Se, contra todas as probabilidades, a humanidade conseguir limitar o aquecimento global a dois graus Celsius acima dos níveis pré-industriais, por exemplo, a cidade de Nova York provavelmente enfrentará um único perigo climático, um super-rápido, talvez, em um determinado ano até final do século.

O Acordo de Paris sobre mudança climática, patrocinado pelas Nações Unidas, assinado por 195 países em 2015, exige que o aumento da temperatura seja “bem abaixo” de 2,0 ° C.

Mesmo sob esses cenários otimistas, "o aumento da exposição cumulativa à multiplicidade de perigos climáticos afetará os países ricos e pobres", concluiu o estudo.

No entanto, se a poluição por carbono continuar em sua taxa atual, é mais provável que Nova York seja atingida por até quatro dessas calamidades ao mesmo tempo, incluindo chuvas extremas, aumento do nível do mar e tempestades.

As cidades australianas de Sydney e Los Angeles podem enfrentar três calamidades climáticas simultaneamente, a Cidade do México quatro e o Brasil, ao longo de sua costa atlântica, podem enfrentar até cinco.

Em todos os cenários, as áreas costeiras tropicais serão as mais afetadas.

Para avaliar o risco de catástrofes climáticas agrupadas, o professor Mora e sua equipe internacional coletaram dados de vários milhares de estudos revisados ​​por pares que analisaram 10 impactos específicos, principalmente um de cada vez.

Eles incluíram incêndios, inundações, chuvas, aumento do nível do mar, mudanças no uso da terra, acidificação dos oceanos, tempestades, aquecimento, seca e abastecimento de água doce.

Os cientistas analisaram como esses subprodutos do aquecimento global impactam os seres humanos em seis domínios: saúde, alimentação, água, economia, infraestrutura e segurança.

"Nossa saúde depende de vários fatores, desde ar e água limpos até alimentos e abrigo seguros", disse o co-autor, Professor Jonathan Patz, do Instituto de Saúde Global da Universidade de Wisconsin.

“Se considerarmos apenas as ameaças mais diretas das mudanças climáticas, ondas de calor ou tempestades severas, por exemplo, seremos inevitavelmente surpreendidos por ameaças ainda maiores que, combinadas, podem ter impactos sociais ainda mais amplos”.

Cientistas que não estiveram envolvidos na pesquisa disseram que ela reforça um ponto que deveria ser óbvio, mas permanece altamente controverso.

"Os custos da inação superam em muito os custos de tomar medidas contra as mudanças climáticas", disse o professor Michael Mann, da Penn State University.

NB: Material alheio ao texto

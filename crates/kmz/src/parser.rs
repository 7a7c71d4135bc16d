//! KML document parsing.
//!
//! Walks the XML tree and builds the owned [`ArchiveDocument`] hierarchy.
//! Only failures of the container or of XML well-formedness abort a parse;
//! a placemark without usable geometry is logged and skipped.

use crate::archive::{decode_text, extract_markup};
use crate::coordinates::parse_coordinates;
use crate::error::{KmzError, Result};
use crate::model::{ArchiveDocument, Folder, Geometry, Placemark, Properties};
use roxmltree::Node;
use serde::{Deserialize, Serialize};
use std::path::Path;

const UNTITLED_DOCUMENT: &str = "Untitled";
const UNTITLED_FOLDER: &str = "Untitled Folder";
const UNTITLED_PLACEMARK: &str = "Untitled Placemark";

/// Tuning for the lenient parser.
#[derive(Debug, Clone, PartialEq, Eq, Serialize, Deserialize)]
#[serde(default)]
pub struct ParseOptions {
    /// Store each placemark's raw markup under the `originalElement` property
    pub keep_source_markup: bool,
    /// Copy `ExtendedData` name/value pairs into the placemark properties
    pub extended_data: bool,
}

impl Default for ParseOptions {
    fn default() -> Self {
        Self {
            keep_source_markup: false,
            extended_data: true,
        }
    }
}

/// Parse an in-memory KMZ archive with default options.
///
/// # Errors
///
/// See [`parse_with_options`].
pub fn parse(bytes: &[u8]) -> Result<ArchiveDocument> {
    parse_with_options(bytes, &ParseOptions::default())
}

/// Parse an in-memory KMZ archive.
///
/// # Errors
///
/// - [`KmzError::Archive`] if the bytes are not a zip archive
/// - [`KmzError::NoMarkupFound`] if the archive holds no `.kml` entry
/// - [`KmzError::MalformedMarkup`] if that entry is not well-formed XML
pub fn parse_with_options(bytes: &[u8], options: &ParseOptions) -> Result<ArchiveDocument> {
    let markup = extract_markup(bytes)?;
    let mut doc = parse_kml_with_options(&markup.text, options)?;
    doc.resources = markup.resources;
    Ok(doc)
}

/// Parse a bare KML document with default options.
///
/// # Errors
///
/// Returns [`KmzError::MalformedMarkup`] if the text is not well-formed XML.
pub fn parse_kml(text: &str) -> Result<ArchiveDocument> {
    parse_kml_with_options(text, &ParseOptions::default())
}

/// Parse a bare KML document.
///
/// # Errors
///
/// Returns [`KmzError::MalformedMarkup`] if the text is not well-formed XML.
pub fn parse_kml_with_options(text: &str, options: &ParseOptions) -> Result<ArchiveDocument> {
    let parsing = roxmltree::ParsingOptions {
        allow_dtd: true,
        ..roxmltree::ParsingOptions::default()
    };
    let xml = roxmltree::Document::parse_with_options(text, parsing)
        .map_err(|e| KmzError::MalformedMarkup(e.to_string()))?;

    let root = xml.root_element();
    let container = first_descendant(root, "Document")
        .or_else(|| first_descendant(root, "Folder"))
        .unwrap_or(root);

    let walker = Walker { source: text, options };
    let doc = ArchiveDocument {
        name: child_text(container, "name").unwrap_or_else(|| UNTITLED_DOCUMENT.to_string()),
        description: child_text(container, "description"),
        placemarks: walker.placemarks(container),
        folders: walker.folders(container),
        resources: Vec::new(),
    };

    tracing::debug!(
        name = %doc.name,
        placemarks = doc.placemark_count(),
        folders = doc.folders.len(),
        "Parsed KML document"
    );

    Ok(doc)
}

/// Read a `.kmz` or `.kml` file from disk, dispatching on the extension.
///
/// Files without a `.kml` extension are treated as archives.
///
/// # Errors
///
/// Returns [`KmzError::Io`] if the file cannot be read, otherwise the errors
/// of [`parse_with_options`] or [`parse_kml_with_options`].
pub fn parse_path<P: AsRef<Path>>(path: P, options: &ParseOptions) -> Result<ArchiveDocument> {
    let path = path.as_ref();
    let bytes = std::fs::read(path)?;

    let is_kml = path
        .extension()
        .is_some_and(|ext| ext.eq_ignore_ascii_case("kml"));

    if is_kml {
        parse_kml_with_options(&decode_text(&bytes), options)
    } else {
        parse_with_options(&bytes, options)
    }
}

struct Walker<'s, 'o> {
    source: &'s str,
    options: &'o ParseOptions,
}

impl Walker<'_, '_> {
    fn placemarks(&self, parent: Node<'_, '_>) -> Vec<Placemark> {
        element_children(parent, "Placemark")
            .filter_map(|node| self.placemark(node))
            .collect()
    }

    fn folders(&self, parent: Node<'_, '_>) -> Vec<Folder> {
        element_children(parent, "Folder")
            .map(|node| Folder {
                name: child_text(node, "name").unwrap_or_else(|| UNTITLED_FOLDER.to_string()),
                description: child_text(node, "description"),
                placemarks: self.placemarks(node),
                folders: self.folders(node),
            })
            .collect()
    }

    fn placemark(&self, node: Node<'_, '_>) -> Option<Placemark> {
        let name = child_text(node, "name").unwrap_or_else(|| UNTITLED_PLACEMARK.to_string());

        let Some(geometry) = extract_geometry(node) else {
            tracing::warn!(placemark = %name, "No valid geometry found for placemark");
            return None;
        };

        let mut extra_properties = Properties::new();
        if self.options.extended_data {
            collect_extended_data(node, &mut extra_properties);
        }
        if self.options.keep_source_markup {
            extra_properties.insert(
                "originalElement".to_string(),
                self.source[node.range()].into(),
            );
        }

        Some(Placemark {
            id: node
                .attribute("id")
                .filter(|id| !id.trim().is_empty())
                .map(str::to_string)
                .unwrap_or_else(generate_id),
            name,
            description: child_text(node, "description"),
            style_url: child_text(node, "styleUrl"),
            geometry,
            extra_properties,
        })
    }
}

/// Point, then LineString, then Polygon; the first one with coordinates wins.
fn extract_geometry(placemark: Node<'_, '_>) -> Option<Geometry> {
    let point = first_descendant(placemark, "Point")
        .and_then(|p| coordinates_of(p).into_iter().next())
        .map(Geometry::Point);
    if point.is_some() {
        return point;
    }

    let line = first_descendant(placemark, "LineString")
        .map(coordinates_of)
        .filter(|coords| !coords.is_empty())
        .map(Geometry::LineString);
    if line.is_some() {
        return line;
    }

    first_descendant(placemark, "Polygon")
        .and_then(|polygon| first_descendant(polygon, "outerBoundaryIs"))
        .and_then(|outer| first_descendant(outer, "LinearRing"))
        .map(coordinates_of)
        .filter(|coords| !coords.is_empty())
        .map(|ring| Geometry::Polygon(vec![ring]))
}

fn coordinates_of(geometry: Node<'_, '_>) -> Vec<fieldmap_geo::Coordinate> {
    first_descendant(geometry, "coordinates")
        .map(|node| parse_coordinates(&text_content(node)))
        .unwrap_or_default()
}

/// `<Data name="k"><value>v</value></Data>` and `<SimpleData name="k">v</SimpleData>`.
fn collect_extended_data(placemark: Node<'_, '_>, out: &mut Properties) {
    for extended in element_children(placemark, "ExtendedData") {
        for data in element_children(extended, "Data") {
            if let (Some(key), Some(value)) = (data.attribute("name"), child_text(data, "value")) {
                out.insert(key.to_string(), value.into());
            }
        }
        for schema in element_children(extended, "SchemaData") {
            for simple in element_children(schema, "SimpleData") {
                if let Some(key) = simple.attribute("name") {
                    out.insert(key.to_string(), text_content(simple).trim().into());
                }
            }
        }
    }
}

/// Identifier for placemarks without an `id` attribute. Unique per process,
/// not stable across parses.
fn generate_id() -> String {
    format!("placemark_{}", uuid::Uuid::new_v4().simple())
}

fn element_children<'a, 'input: 'a>(
    parent: Node<'a, 'input>,
    tag: &'static str,
) -> impl Iterator<Item = Node<'a, 'input>> {
    parent
        .children()
        .filter(move |n| n.is_element() && n.tag_name().name() == tag)
}

fn first_descendant<'a, 'input: 'a>(node: Node<'a, 'input>, tag: &str) -> Option<Node<'a, 'input>> {
    node.descendants()
        .find(|n| n.is_element() && n.tag_name().name() == tag)
}

/// Trimmed text of a direct child element; `None` when absent or blank.
fn child_text(parent: Node<'_, '_>, tag: &str) -> Option<String> {
    parent
        .children()
        .find(|n| n.is_element() && n.tag_name().name() == tag)
        .map(|n| text_content(n).trim().to_string())
        .filter(|s| !s.is_empty())
}

/// Concatenated text of all descendant text nodes (CDATA included).
fn text_content(node: Node<'_, '_>) -> String {
    node.descendants()
        .filter(Node::is_text)
        .filter_map(|n| n.text())
        .collect()
}
//! Logging and in-process metrics for the fieldmap tools
//!
//! - Structured logging with tracing
//! - Counters and duration histograms exported as JSON
//! - Timers and timed spans around import/analysis stages

use once_cell::sync::Lazy;
use serde::{Deserialize, Serialize};
use std::collections::HashMap;
use std::sync::atomic::{AtomicU64, Ordering};
use std::sync::{PoisonError, RwLock};
use std::time::{Duration, Instant};
use tracing_subscriber::{fmt, prelude::*, EnvFilter};
use uuid::Uuid;

/// Global metrics registry
static METRICS: Lazy<MetricsRegistry> = Lazy::new(MetricsRegistry::new);

/// Global session ID for correlating logs
static SESSION_ID: Lazy<String> = Lazy::new(|| Uuid::new_v4().to_string());

/// Initialize the telemetry system
///
/// `RUST_LOG` takes precedence over `config.log_level`. Logs go to stderr so
/// JSON written to stdout stays machine-readable.
pub fn init_with_config(config: TelemetryConfig) -> anyhow::Result<()> {
    let filter = EnvFilter::try_from_default_env()
        .unwrap_or_else(|_| EnvFilter::new(&config.log_level));

    let subscriber = tracing_subscriber::registry()
        .with(filter)
        .with(fmt::layer()
            .with_writer(std::io::stderr)
            .with_target(config.show_target)
            .with_thread_ids(config.show_thread_ids)
            .with_file(config.show_file)
            .with_line_number(config.show_line_number)
            .compact());

    tracing::subscriber::set_global_default(subscriber)
        .map_err(|e| anyhow::anyhow!("Failed to set tracing subscriber: {}", e))?;

    tracing::debug!(
        session_id = %session_id(),
        version = env!("CARGO_PKG_VERSION"),
        "Telemetry initialized"
    );

    Ok(())
}

/// Get the current session ID
pub fn session_id() -> &'static str {
    &SESSION_ID
}

/// Telemetry configuration
#[derive(Debug, Clone, Serialize, Deserialize)]
pub struct TelemetryConfig {
    pub log_level: String,
    pub show_target: bool,
    pub show_thread_ids: bool,
    pub show_file: bool,
    pub show_line_number: bool,
}

impl Default for TelemetryConfig {
    fn default() -> Self {
        Self {
            log_level: "warn".to_string(),
            show_target: false,
            show_thread_ids: false,
            show_file: false,
            show_line_number: false,
        }
    }
}

/// Metrics registry for collecting and exporting metrics
pub struct MetricsRegistry {
    counters: RwLock<HashMap<String, AtomicU64>>,
    histograms: RwLock<HashMap<String, Vec<f64>>>,
    start_time: Instant,
}

impl MetricsRegistry {
    fn new() -> Self {
        Self {
            counters: RwLock::new(HashMap::new()),
            histograms: RwLock::new(HashMap::new()),
            start_time: Instant::now(),
        }
    }

    /// Increment a counter
    pub fn increment(&self, name: &str) {
        self.increment_by(name, 1);
    }

    /// Increment a counter by a specific amount
    pub fn increment_by(&self, name: &str, value: u64) {
        let counters = self.counters.read().unwrap_or_else(PoisonError::into_inner);
        if let Some(counter) = counters.get(name) {
            counter.fetch_add(value, Ordering::Relaxed);
        } else {
            drop(counters);
            let mut counters = self.counters.write().unwrap_or_else(PoisonError::into_inner);
            counters
                .entry(name.to_string())
                .or_insert_with(|| AtomicU64::new(0))
                .fetch_add(value, Ordering::Relaxed);
        }
    }

    /// Current value of a counter, zero if never incremented
    pub fn counter(&self, name: &str) -> u64 {
        self.counters
            .read()
            .unwrap_or_else(PoisonError::into_inner)
            .get(name)
            .map_or(0, |c| c.load(Ordering::Relaxed))
    }

    /// Record a histogram value
    pub fn histogram(&self, name: &str, value: f64) {
        let mut histograms = self.histograms.write().unwrap_or_else(PoisonError::into_inner);
        histograms
            .entry(name.to_string())
            .or_default()
            .push(value);
    }

    /// Get uptime in seconds
    pub fn uptime_secs(&self) -> u64 {
        self.start_time.elapsed().as_secs()
    }

    /// Export metrics as JSON
    pub fn export_json(&self) -> serde_json::Value {
        let counters = self.counters.read().unwrap_or_else(PoisonError::into_inner);
        let histograms = self.histograms.read().unwrap_or_else(PoisonError::into_inner);

        let counter_values: HashMap<String, u64> = counters
            .iter()
            .map(|(k, v)| (k.clone(), v.load(Ordering::Relaxed)))
            .collect();

        let histogram_stats: HashMap<String, HistogramStats> = histograms
            .iter()
            .map(|(k, v)| (k.clone(), HistogramStats::from_values(v)))
            .collect();

        serde_json::json!({
            "session_id": session_id(),
            "uptime_secs": self.uptime_secs(),
            "counters": counter_values,
            "histograms": histogram_stats,
        })
    }
}

/// Histogram statistics
#[derive(Debug, Serialize)]
pub struct HistogramStats {
    pub count: usize,
    pub min: f64,
    pub max: f64,
    pub mean: f64,
    pub p50: f64,
    pub p95: f64,
    pub p99: f64,
}

impl HistogramStats {
    fn from_values(values: &[f64]) -> Self {
        if values.is_empty() {
            return Self {
                count: 0,
                min: 0.0,
                max: 0.0,
                mean: 0.0,
                p50: 0.0,
                p95: 0.0,
                p99: 0.0,
            };
        }

        let mut sorted = values.to_vec();
        sorted.sort_by(f64::total_cmp);

        let count = sorted.len();
        let sum: f64 = sorted.iter().sum();

        Self {
            count,
            min: sorted[0],
            max: sorted[count - 1],
            mean: sum / count as f64,
            p50: percentile(&sorted, 50.0),
            p95: percentile(&sorted, 95.0),
            p99: percentile(&sorted, 99.0),
        }
    }
}

fn percentile(sorted: &[f64], p: f64) -> f64 {
    if sorted.is_empty() {
        return 0.0;
    }
    let idx = ((p / 100.0) * (sorted.len() - 1) as f64).round() as usize;
    sorted[idx.min(sorted.len() - 1)]
}

/// Get the global metrics registry
pub fn metrics() -> &'static MetricsRegistry {
    &METRICS
}

/// Timer for measuring operation duration
///
/// Records into the `<name>` histogram (milliseconds) exactly once, either on
/// [`Timer::stop`] or on drop.
pub struct Timer {
    name: String,
    start: Instant,
    recorded: bool,
}

impl Timer {
    /// Start a new timer
    pub fn start(name: impl Into<String>) -> Self {
        Self {
            name: name.into(),
            start: Instant::now(),
            recorded: false,
        }
    }

    /// Stop the timer and record the duration
    pub fn stop(mut self) -> Duration {
        self.record()
    }

    fn record(&mut self) -> Duration {
        let duration = self.start.elapsed();
        if !self.recorded {
            self.recorded = true;
            metrics().histogram(&self.name, duration.as_secs_f64() * 1000.0);
            tracing::debug!(
                metric = %self.name,
                duration_ms = duration.as_millis(),
                "Timer completed"
            );
        }
        duration
    }
}

impl Drop for Timer {
    fn drop(&mut self) {
        self.record();
    }
}

/// Span for tracing operations
#[macro_export]
macro_rules! timed_span {
    ($name:expr) => {
        let _timer = $crate::Timer::start($name);
        let _span = tracing::info_span!($name).entered();
    };
    ($name:expr, $($field:tt)*) => {
        let _timer = $crate::Timer::start($name);
        let _span = tracing::info_span!($name, $($field)*).entered();
    };
}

"Ainda podemos reduzir os danos e o sofrimento no futuro se agirmos rápida e dramaticamente para reduzir as emissões de carbono."

O estudo, publicado na Nature Climate Change, também mostra quais partes do mundo provavelmente serão poupadas dos piores estragos da mudança climática.

Vários são encontrados em zonas temperadas próximas às regiões polares, como a Tasmânia e partes do Canadá ou da Rússia.